▸ Directions for this task
Copy every record exactly. Nothing may be skipped.
━━━
use std::sync::atomic::{AtomicUsize, Ordering};
use std::sync::Arc;
use std::time::Duration;

use async_trait::async_trait;
use larder_core::amount::CURRENCY_SYMBOLS;
use larder_parse::tokens::has_price;
use reqwest::multipart::{Form, Part};
use serde::Deserialize;
use thiserror::Error;
use tokio::sync::Semaphore;

use crate::types::EngineOutput;

#[derive(Debug, Error)]
pub enum OcrError {
    #[error("OCR engine error: {0}")]
    Engine(String),
    #[error("OCR engine timed out after {0:?}")]
    Timeout(Duration),
    #[error("OCR engine returned no text")]
    EmptyText,
    #[error("Tesseract not available; build with the `tesseract` feature")]
    NotAvailable,
    #[error("OCR request failed: {0}")]
    Http(#[from] reqwest::Error),
    #[error("All OCR engines failed: {0}")]
    Unavailable(String),
    #[error("Unknown OCR engine '{0}'")]
    UnknownEngine(String),
}

/// Abstraction over an OCR backend.
///
/// Implementations accept encoded image bytes and a Tesseract-style language
/// code (`eng`) and return the recognized text with a 0–100 confidence.
#[async_trait]
pub trait OcrEngine: Send + Sync {
    fn id(&self) -> &str;

    async fn submit(&self, image: &[u8], lang: &str) -> Result<EngineOutput, OcrError>;
}

// ── Mock engine (always available, used for tests and dry runs) ──────────────

/// Returns preset text, or a preset failure, optionally after a delay.
pub struct MockEngine {
    id: String,
    text: String,
    confidence: f32,
    failure: Option<String>,
    delay: Option<Duration>,
    calls: AtomicUsize,
}

impl MockEngine {
    pub fn new(id: impl Into<String>, text: impl Into<String>, confidence: f32) -> Self {
        Self {
            id: id.into(),
            text: text.into(),
            confidence,
            failure: None,
            delay: None,
            calls: AtomicUsize::new(0),
        }
    }

    pub fn failing(id: impl Into<String>, reason: impl Into<String>) -> Self {
        Self { failure: Some(reason.into()), ..Self::new(id, "", 0.0) }
    }

    pub fn with_delay(mut self, delay: Duration) -> Self {
        self.delay = Some(delay);
        self
    }

    /// How many times `submit` has been called.
    pub fn calls(&self) -> usize {
        self.calls.load(Ordering::SeqCst)
    }
}

#[async_trait]
impl OcrEngine for MockEngine {
    fn id(&self) -> &str {
        &self.id
    }

    async fn submit(&self, _image: &[u8], _lang: &str) -> Result<EngineOutput, OcrError> {
        self.calls.fetch_add(1, Ordering::SeqCst);
        if let Some(delay) = self.delay {
            tokio::time::sleep(delay).await;
        }
        match &self.failure {
            Some(reason) => Err(OcrError::Engine(reason.clone())),
            None => Ok(EngineOutput { text: self.text.clone(), confidence: self.confidence }),
        }
    }
}

// ── Tesseract engine (local; real work gated behind the `tesseract` feature) ─

pub struct TesseractEngine {
    data_path: Option<String>,
}

impl TesseractEngine {
    pub fn new(data_path: Option<String>) -> Self {
        Self { data_path }
    }
}

#[async_trait]
impl OcrEngine for TesseractEngine {
    fn id(&self) -> &str {
        "tesseract"
    }

    async fn submit(&self, image: &[u8], lang: &str) -> Result<EngineOutput, OcrError> {
        let data_path = self.data_path.clone();
        let lang = lang.to_string();
        let image = image.to_vec();
        tokio::task::spawn_blocking(move || recognize_blocking(data_path.as_deref(), &lang, &image))
            .await
            .map_err(|e| OcrError::Engine(e.to_string()))?
    }
}

#[cfg(feature = "tesseract")]
fn recognize_blocking(data_path: Option<&str>, lang: &str, image: &[u8]) -> Result<EngineOutput, OcrError> {
    let mut lt = leptess::LepTess::new(data_path, lang).map_err(|e| OcrError::Engine(e.to_string()))?;
    lt.set_image_from_mem(image).map_err(|e| OcrError::Engine(e.to_string()))?;
    let text = lt.get_utf8_text().map_err(|e| OcrError::Engine(e.to_string()))?;
    let confidence = lt.mean_text_conf() as f32;
    Ok(EngineOutput { text, confidence })
}

#[cfg(not(feature = "tesseract"))]
fn recognize_blocking(_data_path: Option<&str>, _lang: &str, _image: &[u8]) -> Result<EngineOutput, OcrError> {
    Err(OcrError::NotAvailable)
}

// ── OCR.space engine (cloud) ─────────────────────────────────────────────────

pub const OCR_SPACE_ENDPOINT: &str = "https://api.ocr.space/parse/image";

/// Client for the OCR.space multipart API.
///
/// The HTTP client, key and optional rate limiter are handed in by the
/// caller, so several engines (or pipelines) can share one quota.
pub struct OcrSpaceEngine {
    client: reqwest::Client,
    endpoint: String,
    api_key: Arc<str>,
    limiter: Option<Arc<Semaphore>>,
}

impl OcrSpaceEngine {
    pub fn new(client: reqwest::Client, api_key: Arc<str>) -> Self {
        Self { client, endpoint: OCR_SPACE_ENDPOINT.to_string(), api_key, limiter: None }
    }

    pub fn with_endpoint(mut self, endpoint: impl Into<String>) -> Self {
        self.endpoint = endpoint.into();
        self
    }

    pub fn with_limiter(mut self, limiter: Arc<Semaphore>) -> Self {
        self.limiter = Some(limiter);
        self
    }
}

#[derive(Debug, Deserialize)]
#[serde(rename_all = "PascalCase")]
struct OcrSpaceResponse {
    #[serde(default)]
    is_errored_on_processing: bool,
    #[serde(default)]
    error_message: Option<serde_json::Value>,
    #[serde(default)]
    parsed_results: Option<Vec<OcrSpaceParsed>>,
}

#[derive(Debug, Deserialize)]
#[serde(rename_all = "PascalCase")]
struct OcrSpaceParsed {
    #[serde(default)]
    parsed_text: String,
}

fn interpret(response: OcrSpaceResponse) -> Result<EngineOutput, OcrError> {
    if response.is_errored_on_processing {
        let message = match response.error_message {
            Some(serde_json::Value::String(s)) => s,
            Some(serde_json::Value::Array(parts)) => parts
                .iter()
                .filter_map(|p| p.as_str())
                .collect::<Vec<_>>()
                .join("; "),
            _ => "unknown OCR.space error".to_string(),
        };
        return Err(OcrError::Engine(message));
    }
    let text = response
        .parsed_results
        .and_then(|results| results.into_iter().next())
        .map(|r| r.parsed_text)
        .unwrap_or_default();
    let confidence = text_confidence(&text);
    Ok(EngineOutput { text, confidence })
}

/// OCR.space reports no confidence, so estimate one from the text: 50 to
/// start, +20 for digits, +15 for a currency symbol, +15 for a priced line
/// below the first.
pub fn text_confidence(text: &str) -> f32 {
    if text.trim().is_empty() {
        return 0.0;
    }
    let mut confidence: f32 = 50.0;
    if text.chars().any(|c| c.is_ascii_digit()) {
        confidence += 20.0;
    }
    if text.contains(CURRENCY_SYMBOLS) {
        confidence += 15.0;
    }
    if text.lines().skip(1).any(has_price) {
        confidence += 15.0;
    }
    confidence.min(100.0)
}

#[async_trait]
impl OcrEngine for OcrSpaceEngine {
    fn id(&self) -> &str {
        "ocr_space"
    }

    async fn submit(&self, image: &[u8], lang: &str) -> Result<EngineOutput, OcrError> {
        let _permit = match &self.limiter {
            Some(limiter) => Some(limiter.acquire().await.map_err(|e| OcrError::Engine(e.to_string()))?),
            None => None,
        };

        let file = Part::bytes(image.to_vec()).file_name("receipt.png").mime_str("image/png")?;
        let form = Form::new()
            .text("apikey", self.api_key.to_string())
            .text("language", lang.to_string())
            .text("OCREngine", "2")
            .text("isTable", "true")
            .text("scale", "true")
            .text("detectOrientation", "true")
            .part("file", file);

        tracing::debug!(endpoint = %self.endpoint, bytes = image.len(), "calling OCR.space");
        let response = self
            .client
            .post(&self.endpoint)
            .multipart(form)
            .send()
            .await?
            .error_for_status()?;
        interpret(response.json().await?)
    }
}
━━━
▸ Reply
use std::sync::atomic::{AtomicUsize, Ordering};
use std::sync::Arc;
use std::time::Duration;

use async_trait::async_trait;
use larder_core::amount::CURRENCY_SYMBOLS;
use larder_parse::tokens::has_price;
use reqwest::multipart::{Form, Part};
use serde::Deserialize;
use thiserror::Error;
use tokio::sync::Semaphore;

use crate::types::EngineOutput;

#[derive(Debug, Error)]
pub enum OcrError {
    #[error("OCR engine error: {0}")]
    Engine(String),
    #[error("OCR engine timed out after {0:?}")]
    Timeout(Duration),
    #[error("OCR engine returned no text")]
    EmptyText,
    #[error("Tesseract not available; build with the `tesseract` feature")]
    NotAvailable,
    #[error("OCR request failed: {0}")]
    Http(#[from] reqwest::Error),
    #[error("All OCR engines failed: {0}")]
    Unavailable(String),
    #[error("Unknown OCR engine '{0}'")]
    UnknownEngine(String),
}

/// Abstraction over an OCR backend.
///
/// Implementations accept encoded image bytes and a Tesseract-style language
/// code (`eng`) and return the recognized text with a 0–100 confidence.
#[async_trait]
pub trait OcrEngine: Send + Sync {
    fn id(&self) -> &str;

    async fn submit(&self, image: &[u8], lang: &str) -> Result<EngineOutput, OcrError>;
}

// ── Mock engine (always available, used for tests and dry runs) ──────────────

/// Returns preset text, or a preset failure, optionally after a delay.
pub struct MockEngine {
    id: String,
    text: String,
    confidence: f32,
    failure: Option<String>,
    delay: Option<Duration>,
    calls: AtomicUsize,
}

impl MockEngine {
    pub fn new(id: impl Into<String>, text: impl Into<String>, confidence: f32) -> Self {
        Self {
            id: id.into(),
            text: text.into(),
            confidence,
            failure: None,
            delay: None,
            calls: AtomicUsize::new(0),
        }
    }

    pub fn failing(id: impl Into<String>, reason: impl Into<String>) -> Self {
        Self { failure: Some(reason.into()), ..Self::new(id, "", 0.0) }
    }

    pub fn with_delay(mut self, delay: Duration) -> Self {
        self.delay = Some(delay);
        self
    }

    /// How many times `submit` has been called.
    pub fn calls(&self) -> usize {
        self.calls.load(Ordering::SeqCst)
    }
}

#[async_trait]
impl OcrEngine for MockEngine {
    fn id(&self) -> &str {
        &self.id
    }

    async fn submit(&self, _image: &[u8], _lang: &str) -> Result<EngineOutput, OcrError> {
        self.calls.fetch_add(1, Ordering::SeqCst);
        if let Some(delay) = self.delay {
            tokio::time::sleep(delay).await;
        }
        match &self.failure {
            Some(reason) => Err(OcrError::Engine(reason.clone())),
            None => Ok(EngineOutput { text: self.text.clone(), confidence: self.confidence }),
        }
    }
}

// ── Tesseract engine (local; real work gated behind the `tesseract` feature) ─

pub struct TesseractEngine {
    data_path: Option<String>,
}

impl TesseractEngine {
    pub fn new(data_path: Option<String>) -> Self {
        Self { data_path }
    }
}

#[async_trait]
impl OcrEngine for TesseractEngine {
    fn id(&self) -> &str {
        "tesseract"
    }

    async fn submit(&self, image: &[u8], lang: &str) -> Result<EngineOutput, OcrError> {
        let data_path = self.data_path.clone();
        let lang = lang.to_string();
        let image = image.to_vec();
        tokio::task::spawn_blocking(move || recognize_blocking(data_path.as_deref(), &lang, &image))
            .await
            .map_err(|e| OcrError::Engine(e.to_string()))?
    }
}

#[cfg(feature = "tesseract")]
fn recognize_blocking(data_path: Option<&str>, lang: &str, image: &[u8]) -> Result<EngineOutput, OcrError> {
    let mut lt = leptess::LepTess::new(data_path, lang).map_err(|e| OcrError::Engine(e.to_string()))?;
    lt.set_image_from_mem(image).map_err(|e| OcrError::Engine(e.to_string()))?;
    let text = lt.get_utf8_text().map_err(|e| OcrError::Engine(e.to_string()))?;
    let confidence = lt.mean_text_conf() as f32;
    Ok(EngineOutput { text, confidence })
}

#[cfg(not(feature = "tesseract"))]
fn recognize_blocking(_data_path: Option<&str>, _lang: &str, _image: &[u8]) -> Result<EngineOutput, OcrError> {
    Err(OcrError::NotAvailable)
}

// ── OCR.space engine (cloud) ─────────────────────────────────────────────────

pub const OCR_SPACE_ENDPOINT: &str = "https://api.ocr.space/parse/image";

/// Client for the OCR.space multipart API.
///
/// The HTTP client, key and optional rate limiter are handed in by the
/// caller, so several engines (or pipelines) can share one quota.
pub struct OcrSpaceEngine {
    client: reqwest::Client,
    endpoint: String,
    api_key: Arc<str>,
    limiter: Option<Arc<Semaphore>>,
}

impl OcrSpaceEngine {
    pub fn new(client: reqwest::Client, api_key: Arc<str>) -> Self {
        Self { client, endpoint: OCR_SPACE_ENDPOINT.to_string(), api_key, limiter: None }
    }

    pub fn with_endpoint(mut self, endpoint: impl Into<String>) -> Self {
        self.endpoint = endpoint.into();
        self
    }

    pub fn with_limiter(mut self, limiter: Arc<Semaphore>) -> Self {
        self.limiter = Some(limiter);
        self
    }
}

#[derive(Debug, Deserialize)]
#[serde(rename_all = "PascalCase")]
struct OcrSpaceResponse {
    #[serde(default)]
    is_errored_on_processing: bool,
    #[serde(default)]
    error_message: Option<serde_json::Value>,
    #[serde(default)]
    parsed_results: Option<Vec<OcrSpaceParsed>>,
}

#[derive(Debug, Deserialize)]
#[serde(rename_all = "PascalCase")]
struct OcrSpaceParsed {
    #[serde(default)]
    parsed_text: String,
}

fn interpret(response: OcrSpaceResponse) -> Result<EngineOutput, OcrError> {
    if response.is_errored_on_processing {
        let message = match response.error_message {
            Some(serde_json::Value::String(s)) => s,
            Some(serde_json::Value::Array(parts)) => parts
                .iter()
                .filter_map(|p| p.as_str())
                .collect::<Vec<_>>()
                .join("; "),
            _ => "unknown OCR.space error".to_string(),
        };
        return Err(OcrError::Engine(message));
    }
    let text = response
        .parsed_results
        .and_then(|results| results.into_iter().next())
        .map(|r| r.parsed_text)
        .unwrap_or_default();
    let confidence = text_confidence(&text);
    Ok(EngineOutput { text, confidence })
}

/// OCR.space reports no confidence, so estimate one from the text: 50 to
/// start, +20 for digits, +15 for a currency symbol, +15 for a priced line
/// below the first.
pub fn text_confidence(text: &str) -> f32 {
    if text.trim().is_empty() {
        return 0.0;
    }
    let mut confidence: f32 = 50.0;
    if text.chars().any(|c| c.is_ascii_digit()) {
        confidence += 20.0;
    }
    if text.contains(CURRENCY_SYMBOLS) {
        confidence += 15.0;
    }
    if text.lines().skip(1).any(has_price) {
        confidence += 15.0;
    }
    confidence.min(100.0)
}

#[async_trait]
impl OcrEngine for OcrSpaceEngine {
    fn id(&self) -> &str {
        "ocr_space"
    }

    async fn submit(&self, image: &[u8], lang: &str) -> Result<EngineOutput, OcrError> {
        let _permit = match &self.limiter {
            Some(limiter) => Some(limiter.acquire().await.map_err(|e| OcrError::Engine(e.to_string()))?),
            None => None,
        };

        let file = Part::bytes(image.to_vec()).file_name("receipt.png").mime_str("image/png")?;
        let form = Form::new()
            .text("apikey", self.api_key.to_string())
            .text("language", lang.to_string())
            .text("OCREngine", "2")
            .text("isTable", "true")
            .text("scale", "true")
            .text("detectOrientation", "true")
            .part("file", file);

        tracing::debug!(endpoint = %self.endpoint, bytes = image.len(), "calling OCR.space");
        let response = self
            .client
            .post(&self.endpoint)
            .multipart(form)
            .send()
            .await?
            .error_for_status()?;
        interpret(response.json().await?)
    }
}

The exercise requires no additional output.